• THE TASK
Search the records below for the word "traffic" and show every line where it occurs.

START DATA EXCERPTS

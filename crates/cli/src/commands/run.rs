//! `run` command implementation.

use anyhow::{Context, Result};
use std::time::Duration;
use tracing::info;

use crate::cli::RunArgs;
use crate::pipeline::{Relay, RelayOptions};

/// Execute the `run` command
pub async fn run_relay(args: &RunArgs) -> Result<()> {
    info!(config = %args.config.display(), "Loading configuration");

    // Validate config path
    if !args.config.exists() {
        anyhow::bail!("Configuration file not found: {}", args.config.display());
    }

    // Load and parse configuration
    let mut config = config_loader::ConfigLoader::load_from_path(&args.config)
        .with_context(|| format!("Failed to load config from {}", args.config.display()))?;

    // Apply CLI overrides
    if let Some(ref token) = args.token {
        info!("Overriding bot token from CLI");
        config.telegram.token = token.clone();
    }
    if let Some(ref url) = args.data_url {
        info!(url = %url, "Overriding data URL from CLI");
        config.data.url = url.clone();
    }
    if let Some(interval) = args.interval {
        info!(interval_secs = interval, "Overriding update interval from CLI");
        config.schedule.interval_secs = interval;
    }

    info!(
        data_url = %config.data.url,
        targets = config.schedule.targets.len(),
        admins = config.telegram.admin_ids.len(),
        interval_secs = config.schedule.interval_secs,
        "Configuration loaded"
    );

    // Dry run - just validate and exit
    if args.dry_run {
        info!("Dry run mode - configuration is valid, exiting");
        print_config_summary(&config);
        return Ok(());
    }

    // Build relay options
    let options = RelayOptions {
        config,
        timeout: if args.timeout == 0 {
            None
        } else {
            Some(Duration::from_secs(args.timeout))
        },
        metrics_port: if args.metrics_port == 0 {
            None
        } else {
            Some(args.metrics_port)
        },
    };

    let relay = Relay::new(options);

    info!("Starting relay...");

    let stats = relay
        .run(shutdown_signal())
        .await
        .context("Relay execution failed")?;

    info!(
        ticks = stats.scheduler.ticks,
        edits = stats.scheduler.edits_enqueued,
        replies = stats.responder.replies_enqueued,
        duration_secs = stats.duration.as_secs_f64(),
        "Relay completed"
    );

    stats.print_summary();

    info!("Price Relay finished");
    Ok(())
}

/// Resolves when Ctrl+C or SIGTERM arrives
async fn shutdown_signal() {
    let ctrl_c = async {
        tokio::signal::ctrl_c()
            .await
            .expect("Failed to install Ctrl+C handler");
    };

    #[cfg(unix)]
    let terminate = async {
        tokio::signal::unix::signal(tokio::signal::unix::SignalKind::terminate())
            .expect("Failed to install SIGTERM handler")
            .recv()
            .await;
    };

    #[cfg(not(unix))]
    let terminate = std::future::pending::<()>();

    tokio::select! {
        _ = ctrl_c => {},
        _ = terminate => {},
    }
}

/// Print configuration summary for dry-run mode
fn print_config_summary(config: &contracts::RelayConfig) {
    println!("\n=== Configuration Summary ===\n");
    println!("Transport:");
    println!("  API: {}", config.telegram.api_url);
    println!("  Admins: {}", config.telegram.admin_ids.len());
    println!("\nData source:");
    println!("  URL: {}", config.data.url);
    println!("\nMessage:");
    println!("  Command: {}", config.message.command_prefix);
    println!("  Template: {}", config.message.template);
    println!("\nSchedule (every {}s):", config.schedule.interval_secs);
    for target in &config.schedule.targets {
        println!(
            "  - chat {} message {}{}",
            target.chat_id,
            target.message_id,
            target
                .thread_id
                .map(|t| format!(" (thread {t})"))
                .unwrap_or_default()
        );
    }
    println!("\nDispatch:");
    println!(
        "  Min send interval: {}ms",
        config.dispatch.min_send_interval_ms
    );
    println!("  Queue capacity: {}", config.dispatch.queue_capacity);
    println!();
}
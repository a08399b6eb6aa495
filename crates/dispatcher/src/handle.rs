//! DestinationHandle - one destination's queue and worker task
//!
//! The worker owns the destination's rate-limit clock, so pacing needs no
//! shared state: requests are delivered strictly in enqueue order, one at a
//! time, with at least the configured minimum interval between sends.

use std::sync::Arc;
use std::time::Duration;

use tokio::sync::mpsc;
use tokio::task::JoinHandle;
use tokio::time::Instant;
use tracing::{debug, error, warn};

use contracts::{ChatTransport, DeferredRequest, Destination, MessageRef, OutboundMethod, RelayError};

use crate::error::DispatchError;
use crate::metrics::{DestinationMetrics, MetricsSnapshot};

/// Handle to a running destination worker
pub struct DestinationHandle {
    /// Queue key
    destination: Destination,
    /// Channel to hand requests to the worker
    tx: mpsc::Sender<DeferredRequest>,
    /// Bounded queue depth
    capacity: usize,
    /// Shared metrics
    metrics: Arc<DestinationMetrics>,
    /// Worker task handle
    worker_handle: JoinHandle<()>,
}

impl DestinationHandle {
    /// Create a new handle and spawn its worker task
    pub fn spawn<T>(
        transport: Arc<T>,
        destination: Destination,
        min_interval: Duration,
        capacity: usize,
        idle_ttl: Duration,
    ) -> Self
    where
        T: ChatTransport + Send + Sync + 'static,
    {
        let (tx, rx) = mpsc::channel(capacity);
        let metrics = Arc::new(DestinationMetrics::new());

        let worker_metrics = Arc::clone(&metrics);
        let worker_handle = tokio::spawn(async move {
            destination_worker(
                transport,
                rx,
                destination,
                min_interval,
                idle_ttl,
                worker_metrics,
            )
            .await;
        });

        Self {
            destination,
            tx,
            capacity,
            metrics,
            worker_handle,
        }
    }

    /// Get destination key
    pub fn destination(&self) -> Destination {
        self.destination
    }

    /// Whether the worker has retired (idle TTL) and the handle must be
    /// replaced before the destination can accept traffic again
    pub fn is_stale(&self) -> bool {
        self.tx.is_closed()
    }

    /// Reap a replaced handle in the background
    ///
    /// Used when a retired worker is swapped out under the registry lock,
    /// where awaiting is not an option.
    pub fn reap(self) {
        tokio::spawn(async move {
            let _ = self.shutdown().await;
        });
    }

    /// Get current metrics
    pub fn metrics(&self) -> &Arc<DestinationMetrics> {
        &self.metrics
    }

    /// Hand a request to the worker (non-blocking)
    ///
    /// On refusal the request's completion channel is notified before the
    /// error is returned, so producers never wait on a dead oneshot.
    pub fn try_send(&self, request: DeferredRequest) -> Result<(), DispatchError> {
        match self.tx.try_send(request) {
            Ok(()) => {
                self.metrics
                    .set_queue_len(self.capacity.saturating_sub(self.tx.capacity()));
                Ok(())
            }
            Err(mpsc::error::TrySendError::Full(request)) => {
                self.metrics.inc_dropped_count();
                warn!(
                    destination = %self.destination,
                    method = request.method.name(),
                    "Queue full, request refused"
                );
                request.complete(Err(RelayError::transport(
                    self.destination,
                    "dispatch queue full",
                )));
                Err(DispatchError::QueueFull {
                    destination: self.destination,
                })
            }
            Err(mpsc::error::TrySendError::Closed(request)) => {
                error!(destination = %self.destination, "Destination worker closed unexpectedly");
                request.complete(Err(RelayError::transport(
                    self.destination,
                    "destination worker closed",
                )));
                Err(DispatchError::WorkerClosed {
                    destination: self.destination,
                })
            }
        }
    }

    /// Shutdown the worker gracefully, returning its final metrics
    ///
    /// Dropping the sender lets the worker drain already-queued requests
    /// (still rate-limited) and exit.
    pub async fn shutdown(self) -> MetricsSnapshot {
        drop(self.tx);
        if let Err(e) = self.worker_handle.await {
            error!(destination = %self.destination, error = ?e, "Worker task panicked");
        }
        debug!(destination = %self.destination, "DestinationHandle shutdown complete");
        self.metrics.snapshot()
    }
}

/// Worker task: pop requests, wait out the rate-limit window, call the
/// transport, report the outcome. `Idle -> Sending -> Idle`; a transport
/// failure is reported and the worker moves on to the next request.
///
/// A non-zero `idle_ttl` retires the worker after that much time without
/// traffic; the dispatcher respawns it on the next enqueue.
async fn destination_worker<T: ChatTransport>(
    transport: Arc<T>,
    mut rx: mpsc::Receiver<DeferredRequest>,
    destination: Destination,
    min_interval: Duration,
    idle_ttl: Duration,
    metrics: Arc<DestinationMetrics>,
) {
    debug!(destination = %destination, "Destination worker started");

    let mut last_send: Option<Instant> = None;

    loop {
        let request = if idle_ttl.is_zero() {
            rx.recv().await
        } else {
            match tokio::time::timeout(idle_ttl, rx.recv()).await {
                Ok(request) => request,
                Err(_) => {
                    debug!(destination = %destination, "Destination worker retiring after idle TTL");
                    // Stop accepting, then keep looping: recv yields any
                    // request that slipped in before the close, then None
                    rx.close();
                    continue;
                }
            }
        };
        let Some(request) = request else { break };
        metrics.set_queue_len(rx.len());

        if let Some(prev) = last_send {
            let elapsed = prev.elapsed();
            if elapsed < min_interval {
                tokio::time::sleep(min_interval - elapsed).await;
            }
        }

        let outcome = match request.method {
            OutboundMethod::SendMessage => {
                transport.send_message(request.destination, &request.text).await
            }
            OutboundMethod::EditMessage { message_id } => transport
                .edit_message(request.destination, message_id, &request.text)
                .await
                .map(|()| MessageRef {
                    chat_id: request.destination.chat_id,
                    message_id,
                }),
        };
        last_send = Some(Instant::now());

        match &outcome {
            Ok(message) => {
                metrics.inc_sent_count();
                debug!(
                    destination = %destination,
                    method = request.method.name(),
                    message_id = message.message_id,
                    "Request delivered"
                );
            }
            Err(e) => {
                metrics.inc_failure_count();
                warn!(
                    destination = %destination,
                    method = request.method.name(),
                    error = %e,
                    "Send failed"
                );
                // No retry; the destination returns to idle for the next request
            }
        }

        request.complete(outcome);
    }

    debug!(destination = %destination, "Destination worker stopped");
}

END DATA EXCERPTS

• RESULT FOR THIS TASK
    /// replaced before the destination can accept traffic again
/// traffic; the dispatcher respawns it on the next enqueue.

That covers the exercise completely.